Harvest Finance, a major decentralized finance protocol, has seemingly issued a $100,000 bounty in the aftermath of a $24 millon attack targeting its liquidity pools.
In an Oct. 26 tweet, Harvest Finance said that there is enough data so far to identify the attacker, “who is well-known in the crypto community.”
In addition to the BTC addresses which hold the funds, there is now a significant amount of personally identifiable information on the attacker, who is well-known in the crypto community.

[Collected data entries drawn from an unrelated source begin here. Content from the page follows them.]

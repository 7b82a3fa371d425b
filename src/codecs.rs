use bytes::{Buf, BytesMut};
use log::{debug, trace, warn};
use tokio_util::codec::{Decoder, Encoder};

use crate::error::MllpError;
use crate::mllp::{self, FrameStatus, END_BLOCK};

/// Frames larger than this are treated as garbage and dropped.
pub const DEFAULT_MAX_FRAME_LENGTH: usize = 1024 * 1024;

/// A tokio codec for MLLP frames, generally used within a
/// [Framed](https://docs.rs/tokio-util/latest/tokio_util/codec/struct.Framed.html).
///
/// Decoding yields the payload of each frame with the envelope removed. Framing problems
/// never end the stream: noise ahead of a start block is discarded, and a buffer that
/// outgrows `max_frame_length` without completing a frame is dropped so reading can
/// resume at the next start block.
#[derive(Debug, Clone)]
pub struct MllpCodec {
    max_frame_length: usize,
}

impl Default for MllpCodec {
    fn default() -> Self {
        MllpCodec::new()
    }
}

impl MllpCodec {
    /// Creates a new Codec instance, but can be instantiated standalone for testing purposes etc.
    /// Example:
    /// ```
    /// use hl7_processor::MllpCodec;
    /// let mllp = MllpCodec::new();
    /// ```
    pub fn new() -> Self {
        MllpCodec {
            max_frame_length: DEFAULT_MAX_FRAME_LENGTH,
        }
    }

    pub fn with_max_frame_length(max_frame_length: usize) -> Self {
        MllpCodec { max_frame_length }
    }

    pub fn max_frame_length(&self) -> usize {
        self.max_frame_length
    }
}

// Support decoding data from an MLLP Frame.
// This is used for receiving the primary HL7 message in a listener, and also decoding any ACK/NACK responses in a publisher.
impl Decoder for MllpCodec {
    type Item = BytesMut;
    type Error = MllpError;

    fn decode(&mut self, src: &mut BytesMut) -> Result<Option<Self::Item>, Self::Error> {
        match mllp::extract_frame(src, src.len())? {
            FrameStatus::Complete(frame) => {
                if frame.skipped() > 0 {
                    warn!(
                        "MLLP: Discarding {} bytes received ahead of the start block",
                        frame.skipped()
                    );
                }

                // take exactly this frame, anything after it stays in src for the next call
                let mut payload = src.split_to(frame.consumed());
                payload.truncate(frame.end - END_BLOCK.len());
                payload.advance(frame.start + 1);

                debug!("MLLP: Decoded frame of {} bytes", payload.len());
                Ok(Some(payload))
            }
            FrameStatus::Incomplete => {
                if src.len() > self.max_frame_length {
                    warn!(
                        "MLLP: {} bytes buffered without a complete frame (max {}), dropping them",
                        src.len(),
                        self.max_frame_length
                    );
                    src.clear();
                } else {
                    trace!("MLLP: Waiting for more data, {} bytes buffered", src.len());
                }
                Ok(None)
            }
        }
    }

    fn decode_eof(&mut self, buf: &mut BytesMut) -> Result<Option<Self::Item>, Self::Error> {
        match self.decode(buf)? {
            Some(frame) => Ok(Some(frame)),
            None => {
                if !buf.is_empty() {
                    warn!(
                        "MLLP: Stream closed with {} bytes of an incomplete frame, dropping them",
                        buf.len()
                    );
                    buf.clear();
                }
                Ok(None)
            }
        }
    }
}

// Support encoding data as an MLLP Frame.
// This is used for both the primary HL7 message sent from a publisher, and also any ACK/NACK messages sent from a Listener.
impl<T: AsRef<[u8]>> Encoder<T> for MllpCodec {
    type Error = MllpError;

    fn encode(&mut self, item: T, dst: &mut BytesMut) -> Result<(), Self::Error> {
        let payload = item.as_ref();
        mllp::wrap_frame_into(payload, dst);
        debug!("MLLP: Encoded {} bytes for send", payload.len());
        Ok(())
    }
}

#[cfg(test)]
mod tests {
    use super::*;
    use bytes::{BufMut, Bytes};

    fn wrap_for_mllp(s: &str) -> Bytes {
        Bytes::from(format!("\x0B{}\x1C\x0D", s))
    }

    fn wrap_for_mllp_mut(s: &str) -> BytesMut {
        BytesMut::from(format!("\x0B{}\x1C\x0D", s).as_str())
    }

    #[test]
    fn implements_default() {
        let m = MllpCodec::default();
        assert_eq!(m.max_frame_length(), DEFAULT_MAX_FRAME_LENGTH);
    }

    #[test]
    fn wraps_simple_data() {
        let mut m = MllpCodec::new();
        let mut output_buf = BytesMut::with_capacity(64);

        match m.encode("abcd", &mut output_buf) {
            Ok(()) => {}
            _ => panic!("Non OK value returned from encode"),
        }
        assert_eq!(output_buf.freeze(), wrap_for_mllp("abcd"));
    }

    #[test]
    fn ensure_decoder_finds_simple_message() {
        let mut data = wrap_for_mllp_mut("abcd");
        let mut m = MllpCodec::new();

        match m.decode(&mut data) {
            Ok(Some(message)) => assert_eq!(&message[..], b"abcd"),
            Ok(None) => panic!("Failed to find a simple message!"),
            Err(err) => panic!("Error looking for simple message: {:?}", err),
        }
    }

    #[test]
    fn ensure_data_after_end_is_kept_for_next_call() {
        let mut data = BytesMut::from("\x0BTest Data\x1C\x0D\x0BMore Data\x1C\x0D");
        let mut m = MllpCodec::new();

        match m.decode(&mut data) {
            Ok(Some(message)) => assert_eq!(&message[..], b"Test Data"),
            _ => panic!("Failed to decode first message"),
        }
        assert_eq!(&data[..], b"\x0BMore Data\x1C\x0D");

        match m.decode(&mut data) {
            Ok(Some(message)) => assert_eq!(&message[..], b"More Data"),
            _ => panic!("Failed to decode second message"),
        }
        assert!(data.is_empty());
    }

    #[test]
    fn ensure_no_data_is_left_on_the_stream() {
        let mut data = BytesMut::from("\x0BTest Data\x1C\x0D");
        let mut m = MllpCodec::new();

        let _result = m.decode(&mut data);

        assert_eq!(
            data.len(),
            0,
            "Decoder left data sitting in the buffer after read!"
        );
    }

    #[test]
    fn test_message_split_over_multiple_calls() {
        let mut mllp = MllpCodec::new();
        let mut buffer = BytesMut::from("\x0BTest");

        match mllp.decode(&mut buffer) {
            Ok(None) => {}
            _ => panic!("Data returned from call to decode() without footer!"),
        }

        buffer.put_slice(b" Data");
        match mllp.decode(&mut buffer) {
            Ok(None) => {}
            _ => panic!("Data returned from call to decode() without footer!"),
        }

        buffer.put_slice(b" Here\x1C\x0D");
        match mllp.decode(&mut buffer) {
            Ok(Some(message)) => assert_eq!(&message[..], b"Test Data Here"),
            Ok(None) => panic!("decode didn't find a message on the third call..."),
            Err(err) => panic!("Unexpected error when decoding split packets: {:?}", err),
        }
    }

    #[test]
    fn oversized_partial_frame_is_dropped() {
        let mut mllp = MllpCodec::with_max_frame_length(8);
        let mut buffer = BytesMut::from("\x0B0123456789");

        assert!(matches!(mllp.decode(&mut buffer), Ok(None)));
        assert!(buffer.is_empty());

        buffer.put_slice(b"\x0Bok\x1C\x0D");
        match mllp.decode(&mut buffer) {
            Ok(Some(message)) => assert_eq!(&message[..], b"ok"),
            other => panic!("decoder did not recover: {:?}", other),
        }
    }

    #[test]
    fn eof_with_partial_frame_is_not_an_error() {
        let mut mllp = MllpCodec::new();
        let mut buffer = BytesMut::from("\x0Bhalf a mess");

        assert!(matches!(mllp.decode_eof(&mut buffer), Ok(None)));
        assert!(buffer.is_empty());
    }
}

We are putting out a 100k bounty for the first person or team to reach out to the attacker
— Harvest Finance (@harvest_finance) October 26, 2020
Harvest Finance’s $100,000 bounty comes shortly after the protocol was apparently hacked earlier today, with an attacker reportedly exploiting about $24 million from Harvest Finance pools and swapping for renBTC (rBTC). Harvest Finance subsequently confirmed the hack, claiming that the protocol is “working actively on the issue of mitigating the economic attack on the Stablecoin and BTC pools.”

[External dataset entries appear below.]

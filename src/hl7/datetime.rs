//! HL7 `TS`/`DTM` values: `YYYY[MM[DD[HH[MM[SS[.ffff]]]]]][+/-ZZZZ]`.

use chrono::{DateTime, Duration, NaiveDate, NaiveDateTime, NaiveTime, Utc};
use regex::Regex;
use std::sync::OnceLock;

fn timestamp_pattern() -> Option<&'static Regex> {
    static PATTERN: OnceLock<Option<Regex>> = OnceLock::new();
    PATTERN
        .get_or_init(|| {
            Regex::new(
                r"^(\d{4})(?:(\d{2})(?:(\d{2})(?:(\d{2})(?:(\d{2})(?:(\d{2})(?:\.(\d{1,4}))?)?)?)?)?)?([+-]\d{4})?$",
            )
            .ok()
        })
        .as_ref()
}

/// Parses an HL7 timestamp into UTC.
///
/// Missing trailing units take their first valid value, and a trailing offset is
/// subtracted to normalise to UTC. Anything that does not follow the format, or names an
/// impossible date, yields `None`.
///
/// ```
/// use hl7_processor::hl7::datetime::parse_timestamp;
/// let ts = parse_timestamp("202301011200+0100").unwrap();
/// assert_eq!(ts.to_rfc3339(), "2023-01-01T11:00:00+00:00");
/// ```
pub fn parse_timestamp(value: &str) -> Option<DateTime<Utc>> {
    let caps = timestamp_pattern()?.captures(value.trim())?;
    let unit = |i: usize, default: u32| -> Option<u32> {
        match caps.get(i) {
            Some(m) => m.as_str().parse().ok(),
            None => Some(default),
        }
    };

    let year: i32 = caps.get(1)?.as_str().parse().ok()?;
    let date = NaiveDate::from_ymd_opt(year, unit(2, 1)?, unit(3, 1)?)?;

    let micros = match caps.get(7) {
        // ".5" is half a second, not five ten-thousandths
        Some(m) => {
            let digits = m.as_str();
            let scaled: u32 = digits.parse().ok()?;
            scaled * 10u32.pow(6 - digits.len() as u32)
        }
        None => 0,
    };
    let time = NaiveTime::from_hms_micro_opt(unit(4, 0)?, unit(5, 0)?, unit(6, 0)?, micros)?;

    let mut local = NaiveDateTime::new(date, time);
    if let Some(offset) = caps.get(8) {
        local -= parse_offset(offset.as_str())?;
    }
    Some(local.and_utc())
}

fn parse_offset(value: &str) -> Option<Duration> {
    let (sign, digits) = value.split_at(1);
    let hours: i64 = digits.get(..2)?.parse().ok()?;
    let minutes: i64 = digits.get(2..4)?.parse().ok()?;
    if hours > 14 || minutes > 59 {
        return None;
    }
    let offset = Duration::hours(hours) + Duration::minutes(minutes);
    Some(if sign == "-" { -offset } else { offset })
}

/// Parses the date part of an HL7 timestamp, ignoring any time of day.
pub fn parse_date(value: &str) -> Option<NaiveDate> {
    let trimmed = value.trim();
    let date_part = trimmed.get(..8.min(trimmed.len()))?;
    parse_timestamp(date_part).map(|ts| ts.date_naive())
}

/// `yyyyMMddHHmmss`, the precision used in generated headers.
pub fn format_timestamp(ts: &DateTime<Utc>) -> String {
    ts.format("%Y%m%d%H%M%S").to_string()
}

pub fn format_date(date: &NaiveDate) -> String {
    date.format("%Y%m%d").to_string()
}

#[cfg(test)]
mod tests {
    use super::*;
    use chrono::{Datelike, Timelike};

    #[test]
    fn parses_full_precision() {
        let ts = parse_timestamp("20230101120000").unwrap();
        assert_eq!(format_timestamp(&ts), "20230101120000");
    }

    #[test]
    fn truncated_values_take_first_valid_unit() {
        let ts = parse_timestamp("2023").unwrap();
        assert_eq!((ts.year(), ts.month(), ts.day(), ts.hour()), (2023, 1, 1, 0));

        let ts = parse_timestamp("20230615").unwrap();
        assert_eq!((ts.month(), ts.day(), ts.minute()), (6, 15, 0));
    }

    #[test]
    fn fractional_seconds_are_scaled() {
        let ts = parse_timestamp("20041104082400.5").unwrap();
        assert_eq!(ts.nanosecond(), 500_000_000);
        let ts = parse_timestamp("20041104082400.0001").unwrap();
        assert_eq!(ts.nanosecond(), 100_000);
    }

    #[test]
    fn offset_is_normalised_to_utc() {
        let ts = parse_timestamp("20041104082400.0000+0100").unwrap();
        assert_eq!(format_timestamp(&ts), "20041104072400");
        let ts = parse_timestamp("202301010030-0500").unwrap();
        assert_eq!(format_timestamp(&ts), "20230101053000");
    }

    #[test]
    fn garbage_is_rejected() {
        assert!(parse_timestamp("").is_none());
        assert!(parse_timestamp("not a date").is_none());
        assert!(parse_timestamp("20231").is_none());
        assert!(parse_timestamp("20231301").is_none());
        assert!(parse_timestamp("202301.5").is_none());
        assert!(parse_timestamp("20230230").is_none());
    }

    #[test]
    fn parses_date_of_birth() {
        let date = parse_date("19480203").unwrap();
        assert_eq!(format_date(&date), "19480203");
        assert_eq!(parse_date("199001011230").unwrap(), NaiveDate::from_ymd_opt(1990, 1, 1).unwrap());
        assert!(parse_date("1990-01-01").is_none());
    }
}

The attacker subsequently sent back about $2.5 million to the deployer in the form of Tether (USDT) and USD Coin (USDC). “This will be distributed to the affected depositors pro-rata using a snapshot,” Harvest Finance tweeted.
In a joint effort with Ren Protocol, Harvest Finance managed to identify Bitcoin addresses where the funds were transferred. Harvest Finance’s representatives subsequently asked major exchanges including Binance and Coinbase to freeze the allegedly stolen funds.
At the time of publication, Harvest Finance’s FARM token tumbled about 60% over the past 24 hours. Total value locked in the Harvest protocol also dropped heavily from above $1 billion on Oct. 25 to about $570 million, according to data from DeFi Pulse.